[SUPPLIED ENTRIES]

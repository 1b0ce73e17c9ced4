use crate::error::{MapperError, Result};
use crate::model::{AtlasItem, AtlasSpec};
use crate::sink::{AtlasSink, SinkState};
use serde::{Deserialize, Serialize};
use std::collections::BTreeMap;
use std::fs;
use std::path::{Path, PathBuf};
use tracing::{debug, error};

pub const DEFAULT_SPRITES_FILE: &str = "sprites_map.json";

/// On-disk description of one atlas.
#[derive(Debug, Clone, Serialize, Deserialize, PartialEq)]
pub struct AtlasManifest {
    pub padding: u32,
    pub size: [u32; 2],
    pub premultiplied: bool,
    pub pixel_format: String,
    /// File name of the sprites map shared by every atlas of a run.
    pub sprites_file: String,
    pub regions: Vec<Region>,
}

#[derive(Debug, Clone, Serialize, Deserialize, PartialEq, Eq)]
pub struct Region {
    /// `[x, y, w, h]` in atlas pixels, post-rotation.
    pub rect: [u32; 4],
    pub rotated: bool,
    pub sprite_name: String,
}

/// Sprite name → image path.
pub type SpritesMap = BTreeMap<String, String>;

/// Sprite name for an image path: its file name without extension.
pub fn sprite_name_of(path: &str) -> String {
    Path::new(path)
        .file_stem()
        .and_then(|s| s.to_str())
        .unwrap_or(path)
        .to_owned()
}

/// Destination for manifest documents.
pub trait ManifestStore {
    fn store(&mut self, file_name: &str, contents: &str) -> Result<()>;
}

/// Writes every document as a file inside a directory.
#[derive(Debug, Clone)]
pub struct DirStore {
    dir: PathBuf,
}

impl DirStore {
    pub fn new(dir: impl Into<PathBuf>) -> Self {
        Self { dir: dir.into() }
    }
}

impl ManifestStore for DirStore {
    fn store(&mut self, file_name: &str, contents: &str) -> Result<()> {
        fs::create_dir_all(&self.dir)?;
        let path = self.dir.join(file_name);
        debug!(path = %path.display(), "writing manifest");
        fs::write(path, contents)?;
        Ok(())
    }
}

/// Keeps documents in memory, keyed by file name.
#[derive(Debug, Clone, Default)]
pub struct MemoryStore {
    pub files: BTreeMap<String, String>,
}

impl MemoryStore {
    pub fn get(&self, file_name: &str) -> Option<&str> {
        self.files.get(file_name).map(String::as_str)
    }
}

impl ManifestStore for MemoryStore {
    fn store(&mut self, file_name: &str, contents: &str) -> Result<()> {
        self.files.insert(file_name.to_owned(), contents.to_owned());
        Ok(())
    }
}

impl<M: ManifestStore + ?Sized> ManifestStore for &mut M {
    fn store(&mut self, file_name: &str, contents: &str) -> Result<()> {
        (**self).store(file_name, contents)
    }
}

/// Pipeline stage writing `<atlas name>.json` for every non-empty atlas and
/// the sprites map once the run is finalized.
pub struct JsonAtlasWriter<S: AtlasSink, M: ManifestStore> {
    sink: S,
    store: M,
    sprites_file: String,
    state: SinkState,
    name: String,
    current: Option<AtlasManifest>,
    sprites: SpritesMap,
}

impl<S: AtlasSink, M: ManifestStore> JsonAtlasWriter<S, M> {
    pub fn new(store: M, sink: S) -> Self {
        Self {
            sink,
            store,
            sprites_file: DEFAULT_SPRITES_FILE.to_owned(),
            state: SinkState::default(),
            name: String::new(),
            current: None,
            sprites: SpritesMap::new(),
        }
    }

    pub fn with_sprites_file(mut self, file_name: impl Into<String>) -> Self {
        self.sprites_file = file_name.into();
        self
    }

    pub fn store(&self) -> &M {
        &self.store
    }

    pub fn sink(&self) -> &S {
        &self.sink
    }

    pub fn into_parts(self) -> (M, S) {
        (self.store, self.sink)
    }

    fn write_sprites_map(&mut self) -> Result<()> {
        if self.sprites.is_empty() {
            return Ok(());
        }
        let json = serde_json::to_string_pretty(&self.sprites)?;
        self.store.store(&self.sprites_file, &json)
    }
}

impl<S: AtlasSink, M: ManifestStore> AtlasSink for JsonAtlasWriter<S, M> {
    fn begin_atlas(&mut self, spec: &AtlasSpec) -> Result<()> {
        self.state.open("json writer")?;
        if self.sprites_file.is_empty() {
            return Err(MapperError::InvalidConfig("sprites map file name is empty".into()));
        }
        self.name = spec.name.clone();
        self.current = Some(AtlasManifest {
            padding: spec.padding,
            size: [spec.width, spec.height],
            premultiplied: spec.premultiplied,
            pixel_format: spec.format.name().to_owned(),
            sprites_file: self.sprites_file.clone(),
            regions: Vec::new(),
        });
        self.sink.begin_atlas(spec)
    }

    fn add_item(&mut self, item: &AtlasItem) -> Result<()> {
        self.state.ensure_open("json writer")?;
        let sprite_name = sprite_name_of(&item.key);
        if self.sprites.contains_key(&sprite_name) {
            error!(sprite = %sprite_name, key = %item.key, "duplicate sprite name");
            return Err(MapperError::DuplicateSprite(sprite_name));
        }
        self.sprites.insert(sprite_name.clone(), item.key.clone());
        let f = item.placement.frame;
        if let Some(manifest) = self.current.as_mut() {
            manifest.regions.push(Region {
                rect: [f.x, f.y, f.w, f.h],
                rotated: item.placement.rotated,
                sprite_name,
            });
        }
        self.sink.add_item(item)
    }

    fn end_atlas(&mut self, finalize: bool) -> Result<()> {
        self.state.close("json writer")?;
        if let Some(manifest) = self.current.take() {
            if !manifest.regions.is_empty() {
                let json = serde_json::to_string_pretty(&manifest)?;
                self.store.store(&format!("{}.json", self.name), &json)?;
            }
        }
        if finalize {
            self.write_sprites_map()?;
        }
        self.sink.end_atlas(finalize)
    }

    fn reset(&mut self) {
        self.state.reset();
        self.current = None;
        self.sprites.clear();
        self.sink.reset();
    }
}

[/SUPPLIED ENTRIES]

Above are the records. Copy the lines beginning at the one that has "fs::write(path, contents)?;" and ending with the one that has "impl<S: AtlasSink, M: ManifestStore> JsonAtlasWriter<S, M>", unchanged.

ANSWER SPACE:
        fs::write(path, contents)?;
        Ok(())
    }
}

/// Keeps documents in memory, keyed by file name.
#[derive(Debug, Clone, Default)]
pub struct MemoryStore {
    pub files: BTreeMap<String, String>,
}

impl MemoryStore {
    pub fn get(&self, file_name: &str) -> Option<&str> {
        self.files.get(file_name).map(String::as_str)
    }
}

impl ManifestStore for MemoryStore {
    fn store(&mut self, file_name: &str, contents: &str) -> Result<()> {
        self.files.insert(file_name.to_owned(), contents.to_owned());
        Ok(())
    }
}

impl<M: ManifestStore + ?Sized> ManifestStore for &mut M {
    fn store(&mut self, file_name: &str, contents: &str) -> Result<()> {
        (**self).store(file_name, contents)
    }
}

/// Pipeline stage writing `<atlas name>.json` for every non-empty atlas and
/// the sprites map once the run is finalized.
pub struct JsonAtlasWriter<S: AtlasSink, M: ManifestStore> {
    sink: S,
    store: M,
    sprites_file: String,
    state: SinkState,
    name: String,
    current: Option<AtlasManifest>,
    sprites: SpritesMap,
}

impl<S: AtlasSink, M: ManifestStore> JsonAtlasWriter<S, M> {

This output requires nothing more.